__What you will do__
Every line below that mentions the word "interrupted" should be copied out.
━━━
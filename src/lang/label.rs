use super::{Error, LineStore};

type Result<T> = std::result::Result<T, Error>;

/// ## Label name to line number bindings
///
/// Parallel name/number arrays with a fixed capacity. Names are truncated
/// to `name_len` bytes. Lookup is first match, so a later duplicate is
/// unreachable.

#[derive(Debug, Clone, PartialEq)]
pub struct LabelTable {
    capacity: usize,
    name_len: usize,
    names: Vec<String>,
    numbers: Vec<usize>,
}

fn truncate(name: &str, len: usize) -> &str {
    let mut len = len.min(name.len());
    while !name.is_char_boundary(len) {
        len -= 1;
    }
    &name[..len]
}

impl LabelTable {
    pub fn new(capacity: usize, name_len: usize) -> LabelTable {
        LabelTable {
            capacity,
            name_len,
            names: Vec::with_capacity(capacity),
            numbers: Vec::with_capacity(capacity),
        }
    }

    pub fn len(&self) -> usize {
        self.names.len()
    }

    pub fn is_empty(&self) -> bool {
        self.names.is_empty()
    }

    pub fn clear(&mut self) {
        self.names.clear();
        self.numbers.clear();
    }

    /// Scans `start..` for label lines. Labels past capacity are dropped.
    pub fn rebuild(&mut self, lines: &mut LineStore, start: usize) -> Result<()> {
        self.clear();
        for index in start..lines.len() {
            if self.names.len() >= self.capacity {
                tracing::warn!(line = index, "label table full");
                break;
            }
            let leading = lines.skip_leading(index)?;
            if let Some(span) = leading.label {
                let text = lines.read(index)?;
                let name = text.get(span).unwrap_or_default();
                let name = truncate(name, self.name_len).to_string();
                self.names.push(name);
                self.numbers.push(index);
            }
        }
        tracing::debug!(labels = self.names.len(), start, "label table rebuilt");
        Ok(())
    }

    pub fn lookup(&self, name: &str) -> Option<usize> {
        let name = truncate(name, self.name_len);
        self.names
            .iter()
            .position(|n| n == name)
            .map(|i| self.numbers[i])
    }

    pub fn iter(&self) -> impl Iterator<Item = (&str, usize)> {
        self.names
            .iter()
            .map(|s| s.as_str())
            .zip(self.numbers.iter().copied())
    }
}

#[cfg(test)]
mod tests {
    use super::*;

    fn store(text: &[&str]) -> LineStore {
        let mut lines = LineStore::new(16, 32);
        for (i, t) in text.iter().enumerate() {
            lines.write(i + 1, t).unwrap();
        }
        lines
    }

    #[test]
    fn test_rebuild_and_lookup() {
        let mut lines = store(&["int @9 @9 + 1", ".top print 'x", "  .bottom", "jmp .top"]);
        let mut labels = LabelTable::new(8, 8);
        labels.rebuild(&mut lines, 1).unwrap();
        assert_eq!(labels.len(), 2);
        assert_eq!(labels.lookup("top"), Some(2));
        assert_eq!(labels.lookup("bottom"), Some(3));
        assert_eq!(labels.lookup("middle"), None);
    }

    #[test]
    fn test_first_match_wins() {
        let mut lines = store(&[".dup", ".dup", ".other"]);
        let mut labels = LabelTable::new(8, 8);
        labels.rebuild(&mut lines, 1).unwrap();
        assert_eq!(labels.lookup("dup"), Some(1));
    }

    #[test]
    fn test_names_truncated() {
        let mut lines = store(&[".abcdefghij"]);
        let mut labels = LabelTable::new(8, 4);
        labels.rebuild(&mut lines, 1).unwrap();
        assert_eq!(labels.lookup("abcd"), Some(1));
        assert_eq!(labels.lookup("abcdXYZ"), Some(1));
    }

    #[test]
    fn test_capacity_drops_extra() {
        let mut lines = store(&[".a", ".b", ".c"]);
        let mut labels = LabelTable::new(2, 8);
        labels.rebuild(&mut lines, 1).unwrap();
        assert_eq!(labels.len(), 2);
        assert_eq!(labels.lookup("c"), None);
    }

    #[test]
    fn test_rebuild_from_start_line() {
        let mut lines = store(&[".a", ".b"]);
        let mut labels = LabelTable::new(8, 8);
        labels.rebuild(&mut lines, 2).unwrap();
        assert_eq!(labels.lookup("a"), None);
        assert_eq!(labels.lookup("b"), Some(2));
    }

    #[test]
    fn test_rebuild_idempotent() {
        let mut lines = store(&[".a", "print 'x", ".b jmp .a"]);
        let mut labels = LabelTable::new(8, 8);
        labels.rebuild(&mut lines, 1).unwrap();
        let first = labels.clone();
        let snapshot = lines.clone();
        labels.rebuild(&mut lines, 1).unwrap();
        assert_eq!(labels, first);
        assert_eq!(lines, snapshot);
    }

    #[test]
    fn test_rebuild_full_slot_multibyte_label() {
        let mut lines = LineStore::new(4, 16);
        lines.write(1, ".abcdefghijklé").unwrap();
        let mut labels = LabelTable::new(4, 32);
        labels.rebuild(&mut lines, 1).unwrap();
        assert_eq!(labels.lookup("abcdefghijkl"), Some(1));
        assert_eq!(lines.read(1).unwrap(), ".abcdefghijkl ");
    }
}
━━━
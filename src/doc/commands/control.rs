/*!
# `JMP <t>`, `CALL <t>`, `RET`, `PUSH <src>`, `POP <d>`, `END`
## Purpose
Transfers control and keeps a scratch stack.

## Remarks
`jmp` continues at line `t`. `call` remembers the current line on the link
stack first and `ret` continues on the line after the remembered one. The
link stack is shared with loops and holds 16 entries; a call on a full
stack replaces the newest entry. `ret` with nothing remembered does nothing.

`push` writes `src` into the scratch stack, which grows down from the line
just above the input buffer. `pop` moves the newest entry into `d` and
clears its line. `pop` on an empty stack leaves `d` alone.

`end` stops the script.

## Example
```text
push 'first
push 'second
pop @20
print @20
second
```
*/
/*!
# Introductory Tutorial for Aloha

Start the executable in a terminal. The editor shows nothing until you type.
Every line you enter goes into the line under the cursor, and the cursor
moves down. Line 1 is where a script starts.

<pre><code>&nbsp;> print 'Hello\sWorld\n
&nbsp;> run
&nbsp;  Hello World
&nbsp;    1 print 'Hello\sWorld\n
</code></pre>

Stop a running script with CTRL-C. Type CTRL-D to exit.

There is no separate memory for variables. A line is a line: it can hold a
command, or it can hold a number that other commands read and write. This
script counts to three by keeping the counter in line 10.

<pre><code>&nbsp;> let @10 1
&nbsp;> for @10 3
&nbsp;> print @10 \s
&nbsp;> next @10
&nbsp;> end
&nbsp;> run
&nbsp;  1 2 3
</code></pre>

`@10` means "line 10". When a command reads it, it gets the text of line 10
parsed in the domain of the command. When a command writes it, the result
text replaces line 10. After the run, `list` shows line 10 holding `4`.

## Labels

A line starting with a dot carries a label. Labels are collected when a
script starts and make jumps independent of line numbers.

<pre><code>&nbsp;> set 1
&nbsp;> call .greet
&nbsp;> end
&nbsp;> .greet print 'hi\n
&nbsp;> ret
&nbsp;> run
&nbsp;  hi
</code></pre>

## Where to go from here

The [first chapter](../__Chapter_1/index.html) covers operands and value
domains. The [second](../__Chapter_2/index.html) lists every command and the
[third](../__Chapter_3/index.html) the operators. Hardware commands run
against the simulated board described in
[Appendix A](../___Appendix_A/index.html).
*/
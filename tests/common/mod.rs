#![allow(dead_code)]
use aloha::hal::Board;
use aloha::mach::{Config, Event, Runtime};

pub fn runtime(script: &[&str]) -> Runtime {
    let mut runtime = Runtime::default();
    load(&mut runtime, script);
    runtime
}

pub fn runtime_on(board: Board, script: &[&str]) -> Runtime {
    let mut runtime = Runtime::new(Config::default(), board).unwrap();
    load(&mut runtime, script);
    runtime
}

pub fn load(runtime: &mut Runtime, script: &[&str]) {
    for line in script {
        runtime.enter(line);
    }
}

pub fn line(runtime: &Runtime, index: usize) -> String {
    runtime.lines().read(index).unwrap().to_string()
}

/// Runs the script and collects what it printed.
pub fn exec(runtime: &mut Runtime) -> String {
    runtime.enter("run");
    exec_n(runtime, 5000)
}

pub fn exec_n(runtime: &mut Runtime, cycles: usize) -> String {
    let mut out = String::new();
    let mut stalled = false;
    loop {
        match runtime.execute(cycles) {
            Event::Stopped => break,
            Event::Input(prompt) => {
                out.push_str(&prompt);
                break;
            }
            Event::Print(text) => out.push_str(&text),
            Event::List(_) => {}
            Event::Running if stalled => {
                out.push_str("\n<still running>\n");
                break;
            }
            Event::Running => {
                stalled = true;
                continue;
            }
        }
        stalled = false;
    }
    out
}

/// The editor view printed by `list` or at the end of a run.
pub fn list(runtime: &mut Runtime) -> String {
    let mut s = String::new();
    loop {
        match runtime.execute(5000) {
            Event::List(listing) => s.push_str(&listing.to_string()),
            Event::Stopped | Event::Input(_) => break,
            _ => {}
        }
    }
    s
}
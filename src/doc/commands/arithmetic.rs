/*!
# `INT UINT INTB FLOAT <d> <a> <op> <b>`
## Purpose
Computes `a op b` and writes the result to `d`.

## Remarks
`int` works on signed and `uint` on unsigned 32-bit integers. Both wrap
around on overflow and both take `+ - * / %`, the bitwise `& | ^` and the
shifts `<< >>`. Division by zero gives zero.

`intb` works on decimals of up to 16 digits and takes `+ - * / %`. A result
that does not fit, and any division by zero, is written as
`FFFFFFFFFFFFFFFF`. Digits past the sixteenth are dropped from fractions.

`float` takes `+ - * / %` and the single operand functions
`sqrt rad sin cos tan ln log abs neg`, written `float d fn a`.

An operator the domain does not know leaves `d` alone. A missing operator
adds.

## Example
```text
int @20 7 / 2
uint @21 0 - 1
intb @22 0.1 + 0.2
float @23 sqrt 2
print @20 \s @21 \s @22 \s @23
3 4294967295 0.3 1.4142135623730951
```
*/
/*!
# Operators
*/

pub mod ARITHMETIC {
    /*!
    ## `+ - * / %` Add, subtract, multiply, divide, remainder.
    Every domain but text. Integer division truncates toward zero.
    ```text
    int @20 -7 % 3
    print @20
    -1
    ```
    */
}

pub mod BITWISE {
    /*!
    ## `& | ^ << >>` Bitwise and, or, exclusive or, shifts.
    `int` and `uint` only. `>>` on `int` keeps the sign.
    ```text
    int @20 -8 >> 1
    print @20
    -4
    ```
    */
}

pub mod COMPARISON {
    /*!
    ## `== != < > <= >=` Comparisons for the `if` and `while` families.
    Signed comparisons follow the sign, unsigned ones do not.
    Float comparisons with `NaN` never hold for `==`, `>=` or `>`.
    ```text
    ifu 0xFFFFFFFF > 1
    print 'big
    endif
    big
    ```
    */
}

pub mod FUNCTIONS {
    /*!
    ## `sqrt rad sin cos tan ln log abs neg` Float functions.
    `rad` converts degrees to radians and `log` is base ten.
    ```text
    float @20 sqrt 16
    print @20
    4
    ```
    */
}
━━━
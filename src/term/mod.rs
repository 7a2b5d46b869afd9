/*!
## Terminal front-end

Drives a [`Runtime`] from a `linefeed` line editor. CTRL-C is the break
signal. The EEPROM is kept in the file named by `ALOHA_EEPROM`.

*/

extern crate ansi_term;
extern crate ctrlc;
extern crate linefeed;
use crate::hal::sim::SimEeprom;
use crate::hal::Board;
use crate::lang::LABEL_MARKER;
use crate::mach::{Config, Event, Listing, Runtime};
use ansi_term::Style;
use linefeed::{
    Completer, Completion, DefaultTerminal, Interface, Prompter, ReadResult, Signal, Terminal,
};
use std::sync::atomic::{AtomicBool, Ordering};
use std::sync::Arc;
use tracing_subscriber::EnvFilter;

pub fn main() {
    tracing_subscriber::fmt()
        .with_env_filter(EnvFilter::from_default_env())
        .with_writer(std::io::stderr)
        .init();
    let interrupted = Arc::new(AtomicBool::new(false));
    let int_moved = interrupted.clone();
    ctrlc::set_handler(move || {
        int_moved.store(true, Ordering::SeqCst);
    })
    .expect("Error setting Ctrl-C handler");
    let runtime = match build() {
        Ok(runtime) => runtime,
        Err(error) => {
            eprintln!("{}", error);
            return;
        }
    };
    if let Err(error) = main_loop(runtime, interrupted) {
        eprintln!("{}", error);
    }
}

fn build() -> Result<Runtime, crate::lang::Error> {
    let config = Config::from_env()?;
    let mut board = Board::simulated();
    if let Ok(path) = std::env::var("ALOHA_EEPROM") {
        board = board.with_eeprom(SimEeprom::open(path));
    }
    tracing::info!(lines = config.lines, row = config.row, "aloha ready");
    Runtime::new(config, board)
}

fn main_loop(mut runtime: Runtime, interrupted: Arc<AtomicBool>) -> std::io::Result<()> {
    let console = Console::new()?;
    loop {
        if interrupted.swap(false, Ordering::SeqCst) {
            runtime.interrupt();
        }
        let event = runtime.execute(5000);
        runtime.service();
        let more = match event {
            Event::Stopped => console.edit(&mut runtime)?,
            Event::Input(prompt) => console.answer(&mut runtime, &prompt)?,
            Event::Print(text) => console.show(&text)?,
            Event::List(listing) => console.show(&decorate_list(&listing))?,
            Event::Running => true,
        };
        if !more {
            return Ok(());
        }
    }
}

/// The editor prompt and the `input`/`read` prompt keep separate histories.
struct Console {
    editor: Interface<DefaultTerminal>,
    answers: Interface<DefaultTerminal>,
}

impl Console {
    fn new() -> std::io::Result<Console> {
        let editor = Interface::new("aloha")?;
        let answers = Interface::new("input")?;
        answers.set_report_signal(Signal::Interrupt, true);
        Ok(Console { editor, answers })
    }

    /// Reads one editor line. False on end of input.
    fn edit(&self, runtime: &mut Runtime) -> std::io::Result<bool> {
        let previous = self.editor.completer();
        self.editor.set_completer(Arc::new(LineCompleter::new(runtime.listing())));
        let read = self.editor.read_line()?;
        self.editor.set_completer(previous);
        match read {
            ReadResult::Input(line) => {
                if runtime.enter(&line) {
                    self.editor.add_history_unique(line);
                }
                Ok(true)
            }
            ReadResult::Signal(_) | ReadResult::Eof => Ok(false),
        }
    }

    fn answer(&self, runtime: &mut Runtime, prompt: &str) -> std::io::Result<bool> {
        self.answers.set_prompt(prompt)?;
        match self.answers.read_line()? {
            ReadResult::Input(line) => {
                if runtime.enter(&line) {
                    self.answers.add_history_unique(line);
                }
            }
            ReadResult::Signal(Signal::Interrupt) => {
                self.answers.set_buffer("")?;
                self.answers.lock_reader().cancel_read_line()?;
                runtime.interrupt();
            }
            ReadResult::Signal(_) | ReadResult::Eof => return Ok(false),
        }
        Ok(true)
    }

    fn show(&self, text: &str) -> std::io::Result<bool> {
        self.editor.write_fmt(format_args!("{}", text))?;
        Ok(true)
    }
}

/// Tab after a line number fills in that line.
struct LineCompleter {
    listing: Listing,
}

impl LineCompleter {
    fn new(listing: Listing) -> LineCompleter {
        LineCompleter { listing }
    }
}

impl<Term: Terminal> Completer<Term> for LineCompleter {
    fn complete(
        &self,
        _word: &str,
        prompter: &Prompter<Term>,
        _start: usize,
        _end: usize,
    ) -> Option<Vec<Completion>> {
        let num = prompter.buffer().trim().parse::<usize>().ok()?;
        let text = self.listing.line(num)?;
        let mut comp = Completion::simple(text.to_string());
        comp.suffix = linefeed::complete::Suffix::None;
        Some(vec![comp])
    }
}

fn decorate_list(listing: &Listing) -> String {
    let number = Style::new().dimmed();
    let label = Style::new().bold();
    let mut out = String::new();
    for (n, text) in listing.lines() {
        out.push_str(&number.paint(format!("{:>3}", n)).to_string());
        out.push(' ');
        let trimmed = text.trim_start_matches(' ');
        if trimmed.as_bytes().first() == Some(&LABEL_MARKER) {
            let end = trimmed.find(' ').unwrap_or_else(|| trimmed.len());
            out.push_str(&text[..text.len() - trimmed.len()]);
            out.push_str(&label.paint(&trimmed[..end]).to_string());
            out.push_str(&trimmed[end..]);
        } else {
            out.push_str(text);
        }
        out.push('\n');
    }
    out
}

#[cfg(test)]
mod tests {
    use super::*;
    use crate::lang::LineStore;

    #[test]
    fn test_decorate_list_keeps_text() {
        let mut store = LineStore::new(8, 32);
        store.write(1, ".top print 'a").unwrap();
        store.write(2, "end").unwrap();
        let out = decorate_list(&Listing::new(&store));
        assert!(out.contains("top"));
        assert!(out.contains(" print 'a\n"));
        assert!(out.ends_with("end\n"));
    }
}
━━━
__Result__
    let interrupted = Arc::new(AtomicBool::new(false));
    let int_moved = interrupted.clone();
    if let Err(error) = main_loop(runtime, interrupted) {
fn main_loop(mut runtime: Runtime, interrupted: Arc<AtomicBool>) -> std::io::Result<()> {
        if interrupted.swap(false, Ordering::SeqCst) {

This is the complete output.